use colored::Colorize;
use serde::{Deserialize, Serialize};
use std::time::{Duration, Instant};

use crate::common::scenario::TestScenario;
use crate::logic::TesterAssets;

#[derive(Debug, Clone, Serialize, Deserialize)]
pub struct ScenarioResult {
    pub scenario_name: String,
    pub seed: u64,
    pub passed: bool,
    pub iterations_run: usize,
    pub successful_iterations: usize,
    pub failures: Vec<String>,
    #[serde(with = "duration_micros")]
    pub average_duration: Duration,
}

mod duration_micros {
    use serde::{Deserialize, Deserializer, Serializer};
    use std::time::Duration;

    pub fn serialize<S: Serializer>(value: &Duration, serializer: S) -> Result<S::Ok, S::Error> {
        serializer.serialize_u64(u64::try_from(value.as_micros()).unwrap_or(u64::MAX))
    }

    pub fn deserialize<'de, D: Deserializer<'de>>(deserializer: D) -> Result<Duration, D::Error> {
        u64::deserialize(deserializer).map(Duration::from_micros)
    }
}

pub struct LogicTester<'a> {
    assets: &'a TesterAssets,
    verbose: bool,
}

impl<'a> LogicTester<'a> {
    pub const fn new(assets: &'a TesterAssets, verbose: bool) -> Self {
        Self { assets, verbose }
    }

    pub fn run_scenario(
        &self,
        scenario: &TestScenario,
        seeds: &[u64],
        iterations: usize,
    ) -> Vec<ScenarioResult> {
        seeds
            .iter()
            .map(|&seed| {
                if self.verbose {
                    println!(
                        "🧪 Testing scenario: {} (seed: {seed})",
                        scenario.name.bright_white()
                    );
                }
                self.run_single_scenario(scenario, seed, iterations)
            })
            .collect()
    }

    fn run_single_scenario(
        &self,
        scenario: &TestScenario,
        seed: u64,
        iterations: usize,
    ) -> ScenarioResult {
        let mut successes = 0;
        let mut failures = Vec::new();
        let mut timings = Vec::new();

        for i in 0..iterations {
            let iteration_seed = seed.wrapping_add(u64::try_from(i).unwrap_or(u64::MAX));
            let start = Instant::now();
            match scenario.run(self.assets, iteration_seed) {
                Ok(()) => {
                    successes += 1;
                    let elapsed = start.elapsed();
                    timings.push(elapsed);
                    if self.verbose {
                        println!("  ✅ Iteration {}/{iterations} passed ({elapsed:?})", i + 1);
                    }
                }
                Err(err) => {
                    log::debug!("{} failed on seed {iteration_seed}: {err:?}", scenario.key);
                    let line = format!("Iteration {} (seed {iteration_seed}): {err:#}", i + 1);
                    if self.verbose {
                        println!("  ❌ {}", line.red());
                    }
                    failures.push(line);
                }
            }
        }

        let average_duration = if timings.is_empty() {
            Duration::ZERO
        } else {
            timings.iter().sum::<Duration>() / u32::try_from(timings.len()).unwrap_or(1)
        };

        ScenarioResult {
            scenario_name: scenario.name.to_string(),
            seed,
            passed: failures.is_empty(),
            iterations_run: iterations,
            successful_iterations: successes,
            failures,
            average_duration,
        }
    }
}

#[cfg(test)]
mod tests {
    use super::*;
    use crate::common::scenario::get_scenario;

    #[test]
    fn runs_one_result_per_seed() {
        let assets = TesterAssets::load_default();
        let tester = LogicTester::new(&assets, false);
        let scenario = get_scenario("smoke").unwrap();
        let results = tester.run_scenario(&scenario, &[1, 2, 3], 2);
        assert_eq!(results.len(), 3);
        assert!(results.iter().all(|r| r.passed && r.successful_iterations == 2));
    }

    #[test]
    fn failing_check_is_recorded() {
        fn always_fails(_: &TesterAssets, seed: u64) -> anyhow::Result<()> {
            anyhow::bail!("boom {seed}")
        }
        let assets = TesterAssets::load_default();
        let tester = LogicTester::new(&assets, false);
        let scenario = TestScenario {
            key: "broken",
            name: "Broken",
            description: "always fails",
            check: always_fails,
        };
        let results = tester.run_scenario(&scenario, &[10], 2);
        assert!(!results[0].passed);
        assert_eq!(results[0].failures.len(), 2);
        assert!(results[0].failures[1].contains("boom 11"));
    }

    #[test]
    fn results_serialize_durations_as_micros() {
        let result = ScenarioResult {
            scenario_name: "Smoke".into(),
            seed: 1,
            passed: true,
            iterations_run: 1,
            successful_iterations: 1,
            failures: Vec::new(),
            average_duration: Duration::from_millis(3),
        };
        let json = serde_json::to_string(&result).unwrap();
        assert!(json.contains("\"average_duration\":3000"));
    }
}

━━━

> WORK INSTRUCTION
Please copy, without any change, the lines of the material from the first through the one containing "let mut successes = 0;". Write nothing else.

> YOUR SOLUTION
use colored::Colorize;
use serde::{Deserialize, Serialize};
use std::time::{Duration, Instant};

use crate::common::scenario::TestScenario;
use crate::logic::TesterAssets;

#[derive(Debug, Clone, Serialize, Deserialize)]
pub struct ScenarioResult {
    pub scenario_name: String,
    pub seed: u64,
    pub passed: bool,
    pub iterations_run: usize,
    pub successful_iterations: usize,
    pub failures: Vec<String>,
    #[serde(with = "duration_micros")]
    pub average_duration: Duration,
}

mod duration_micros {
    use serde::{Deserialize, Deserializer, Serializer};
    use std::time::Duration;

    pub fn serialize<S: Serializer>(value: &Duration, serializer: S) -> Result<S::Ok, S::Error> {
        serializer.serialize_u64(u64::try_from(value.as_micros()).unwrap_or(u64::MAX))
    }

    pub fn deserialize<'de, D: Deserializer<'de>>(deserializer: D) -> Result<Duration, D::Error> {
        u64::deserialize(deserializer).map(Duration::from_micros)
    }
}

pub struct LogicTester<'a> {
    assets: &'a TesterAssets,
    verbose: bool,
}

impl<'a> LogicTester<'a> {
    pub const fn new(assets: &'a TesterAssets, verbose: bool) -> Self {
        Self { assets, verbose }
    }

    pub fn run_scenario(
        &self,
        scenario: &TestScenario,
        seeds: &[u64],
        iterations: usize,
    ) -> Vec<ScenarioResult> {
        seeds
            .iter()
            .map(|&seed| {
                if self.verbose {
                    println!(
                        "🧪 Testing scenario: {} (seed: {seed})",
                        scenario.name.bright_white()
                    );
                }
                self.run_single_scenario(scenario, seed, iterations)
            })
            .collect()
    }

    fn run_single_scenario(
        &self,
        scenario: &TestScenario,
        seed: u64,
        iterations: usize,
    ) -> ScenarioResult {
        let mut successes = 0;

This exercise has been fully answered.